**Description of the task**
In the following material, identify every line holding the string "usize" and return it.

▼▼▼

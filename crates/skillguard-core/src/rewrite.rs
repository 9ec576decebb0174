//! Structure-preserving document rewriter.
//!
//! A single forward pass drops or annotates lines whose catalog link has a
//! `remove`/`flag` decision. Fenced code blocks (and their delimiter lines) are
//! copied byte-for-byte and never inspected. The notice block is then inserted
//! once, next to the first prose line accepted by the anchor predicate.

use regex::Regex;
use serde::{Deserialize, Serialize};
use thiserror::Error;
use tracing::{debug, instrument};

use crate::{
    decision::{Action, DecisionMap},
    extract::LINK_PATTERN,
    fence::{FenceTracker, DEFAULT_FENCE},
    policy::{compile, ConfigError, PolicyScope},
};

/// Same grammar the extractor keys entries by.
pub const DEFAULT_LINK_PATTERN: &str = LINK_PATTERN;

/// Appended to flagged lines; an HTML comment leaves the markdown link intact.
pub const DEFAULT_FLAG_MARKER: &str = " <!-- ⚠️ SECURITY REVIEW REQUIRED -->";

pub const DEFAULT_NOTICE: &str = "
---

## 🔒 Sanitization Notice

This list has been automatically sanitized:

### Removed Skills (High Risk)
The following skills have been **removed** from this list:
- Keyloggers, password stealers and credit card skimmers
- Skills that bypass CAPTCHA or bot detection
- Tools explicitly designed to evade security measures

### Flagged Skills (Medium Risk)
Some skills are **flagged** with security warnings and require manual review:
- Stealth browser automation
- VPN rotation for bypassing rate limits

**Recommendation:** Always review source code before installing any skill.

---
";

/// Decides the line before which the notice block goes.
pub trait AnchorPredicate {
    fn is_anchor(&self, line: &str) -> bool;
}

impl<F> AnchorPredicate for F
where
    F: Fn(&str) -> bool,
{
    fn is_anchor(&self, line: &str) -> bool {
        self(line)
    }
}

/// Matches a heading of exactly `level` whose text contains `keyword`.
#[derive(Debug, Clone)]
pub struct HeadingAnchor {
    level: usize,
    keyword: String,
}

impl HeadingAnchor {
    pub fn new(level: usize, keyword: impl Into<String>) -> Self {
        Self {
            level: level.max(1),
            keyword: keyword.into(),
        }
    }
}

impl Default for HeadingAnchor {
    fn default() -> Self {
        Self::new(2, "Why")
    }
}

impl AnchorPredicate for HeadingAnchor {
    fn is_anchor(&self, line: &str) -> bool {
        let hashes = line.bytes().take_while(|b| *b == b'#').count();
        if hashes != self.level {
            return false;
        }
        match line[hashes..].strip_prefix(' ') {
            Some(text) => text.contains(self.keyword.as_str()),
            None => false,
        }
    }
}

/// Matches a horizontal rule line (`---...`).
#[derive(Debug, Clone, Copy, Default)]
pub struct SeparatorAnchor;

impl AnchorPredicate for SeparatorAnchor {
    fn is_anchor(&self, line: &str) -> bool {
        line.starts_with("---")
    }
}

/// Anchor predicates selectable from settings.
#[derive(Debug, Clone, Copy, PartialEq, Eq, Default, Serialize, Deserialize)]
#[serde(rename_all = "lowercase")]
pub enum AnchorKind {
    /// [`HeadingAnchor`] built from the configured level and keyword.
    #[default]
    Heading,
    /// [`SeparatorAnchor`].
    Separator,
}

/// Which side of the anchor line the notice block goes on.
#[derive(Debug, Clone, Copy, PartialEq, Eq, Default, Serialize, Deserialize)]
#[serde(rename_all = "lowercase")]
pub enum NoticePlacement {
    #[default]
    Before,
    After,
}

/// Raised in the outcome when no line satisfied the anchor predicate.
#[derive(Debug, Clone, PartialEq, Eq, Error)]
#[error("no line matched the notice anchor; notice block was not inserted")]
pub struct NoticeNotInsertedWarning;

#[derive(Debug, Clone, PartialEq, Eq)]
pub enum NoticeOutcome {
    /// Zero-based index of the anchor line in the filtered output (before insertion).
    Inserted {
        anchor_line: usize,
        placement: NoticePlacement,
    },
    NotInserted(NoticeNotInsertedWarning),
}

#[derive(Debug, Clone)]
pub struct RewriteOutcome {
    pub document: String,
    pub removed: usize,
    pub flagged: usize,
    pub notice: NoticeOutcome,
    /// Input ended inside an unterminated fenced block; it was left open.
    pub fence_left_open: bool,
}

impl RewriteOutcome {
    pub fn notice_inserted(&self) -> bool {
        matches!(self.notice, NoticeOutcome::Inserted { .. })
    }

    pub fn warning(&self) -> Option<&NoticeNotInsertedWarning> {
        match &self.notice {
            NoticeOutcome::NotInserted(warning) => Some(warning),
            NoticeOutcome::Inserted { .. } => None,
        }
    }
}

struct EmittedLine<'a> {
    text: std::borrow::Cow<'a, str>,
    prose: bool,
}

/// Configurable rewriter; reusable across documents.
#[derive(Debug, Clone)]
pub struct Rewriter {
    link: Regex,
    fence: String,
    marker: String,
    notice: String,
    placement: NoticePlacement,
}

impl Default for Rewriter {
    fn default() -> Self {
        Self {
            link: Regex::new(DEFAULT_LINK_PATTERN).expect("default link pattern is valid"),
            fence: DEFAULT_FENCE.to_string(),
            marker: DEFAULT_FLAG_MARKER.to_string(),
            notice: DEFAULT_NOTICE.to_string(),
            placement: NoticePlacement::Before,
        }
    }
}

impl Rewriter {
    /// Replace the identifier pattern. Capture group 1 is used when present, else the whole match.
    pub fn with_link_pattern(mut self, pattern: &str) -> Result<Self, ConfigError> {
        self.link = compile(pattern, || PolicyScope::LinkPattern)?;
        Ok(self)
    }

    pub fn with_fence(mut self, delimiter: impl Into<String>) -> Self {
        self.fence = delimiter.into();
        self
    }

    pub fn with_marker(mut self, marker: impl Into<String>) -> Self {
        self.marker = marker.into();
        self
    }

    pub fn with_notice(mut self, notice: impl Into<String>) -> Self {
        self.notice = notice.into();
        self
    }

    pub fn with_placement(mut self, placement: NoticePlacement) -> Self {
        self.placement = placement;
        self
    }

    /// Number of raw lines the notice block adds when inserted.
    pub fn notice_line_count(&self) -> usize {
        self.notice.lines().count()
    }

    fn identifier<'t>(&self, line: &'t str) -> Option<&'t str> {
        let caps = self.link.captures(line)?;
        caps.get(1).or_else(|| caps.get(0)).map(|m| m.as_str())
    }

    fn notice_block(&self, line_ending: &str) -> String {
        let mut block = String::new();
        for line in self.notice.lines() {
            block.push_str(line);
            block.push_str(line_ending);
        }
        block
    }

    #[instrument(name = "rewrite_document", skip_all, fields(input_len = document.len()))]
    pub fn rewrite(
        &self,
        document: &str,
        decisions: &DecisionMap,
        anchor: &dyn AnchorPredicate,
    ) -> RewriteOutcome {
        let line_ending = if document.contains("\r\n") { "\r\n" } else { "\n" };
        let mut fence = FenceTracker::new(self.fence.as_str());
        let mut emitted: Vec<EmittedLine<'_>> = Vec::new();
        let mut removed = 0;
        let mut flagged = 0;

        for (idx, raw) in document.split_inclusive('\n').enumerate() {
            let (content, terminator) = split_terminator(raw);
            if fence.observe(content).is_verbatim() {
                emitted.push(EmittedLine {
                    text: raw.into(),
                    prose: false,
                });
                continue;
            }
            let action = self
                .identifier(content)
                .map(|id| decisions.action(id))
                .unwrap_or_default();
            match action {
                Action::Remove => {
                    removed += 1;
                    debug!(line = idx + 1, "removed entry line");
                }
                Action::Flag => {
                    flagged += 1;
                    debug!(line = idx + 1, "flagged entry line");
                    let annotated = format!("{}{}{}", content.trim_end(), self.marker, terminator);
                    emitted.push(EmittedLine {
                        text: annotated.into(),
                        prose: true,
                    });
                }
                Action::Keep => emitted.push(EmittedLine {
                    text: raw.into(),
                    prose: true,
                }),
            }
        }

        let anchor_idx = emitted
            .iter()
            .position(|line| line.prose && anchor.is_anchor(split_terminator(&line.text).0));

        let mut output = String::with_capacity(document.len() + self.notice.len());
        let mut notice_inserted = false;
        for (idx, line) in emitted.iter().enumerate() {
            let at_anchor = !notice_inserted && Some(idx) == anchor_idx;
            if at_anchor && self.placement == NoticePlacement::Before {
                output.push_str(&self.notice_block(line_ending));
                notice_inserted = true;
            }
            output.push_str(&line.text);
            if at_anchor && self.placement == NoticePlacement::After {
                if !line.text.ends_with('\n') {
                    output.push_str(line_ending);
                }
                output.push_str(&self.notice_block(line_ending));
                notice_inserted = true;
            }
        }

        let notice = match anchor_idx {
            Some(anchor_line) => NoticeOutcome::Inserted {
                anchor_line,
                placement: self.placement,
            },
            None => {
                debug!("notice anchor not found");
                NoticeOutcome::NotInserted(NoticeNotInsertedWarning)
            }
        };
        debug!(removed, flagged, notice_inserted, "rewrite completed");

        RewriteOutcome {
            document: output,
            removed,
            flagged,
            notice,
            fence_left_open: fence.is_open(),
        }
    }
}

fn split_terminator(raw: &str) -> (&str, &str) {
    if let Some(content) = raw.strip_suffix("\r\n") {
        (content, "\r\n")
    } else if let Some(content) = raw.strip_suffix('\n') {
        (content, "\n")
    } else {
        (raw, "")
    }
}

▲▲▲

**Solution for this task**
    level: usize,
    pub fn new(level: usize, keyword: impl Into<String>) -> Self {
        anchor_line: usize,
    pub removed: usize,
    pub flagged: usize,
    pub fn notice_line_count(&self) -> usize {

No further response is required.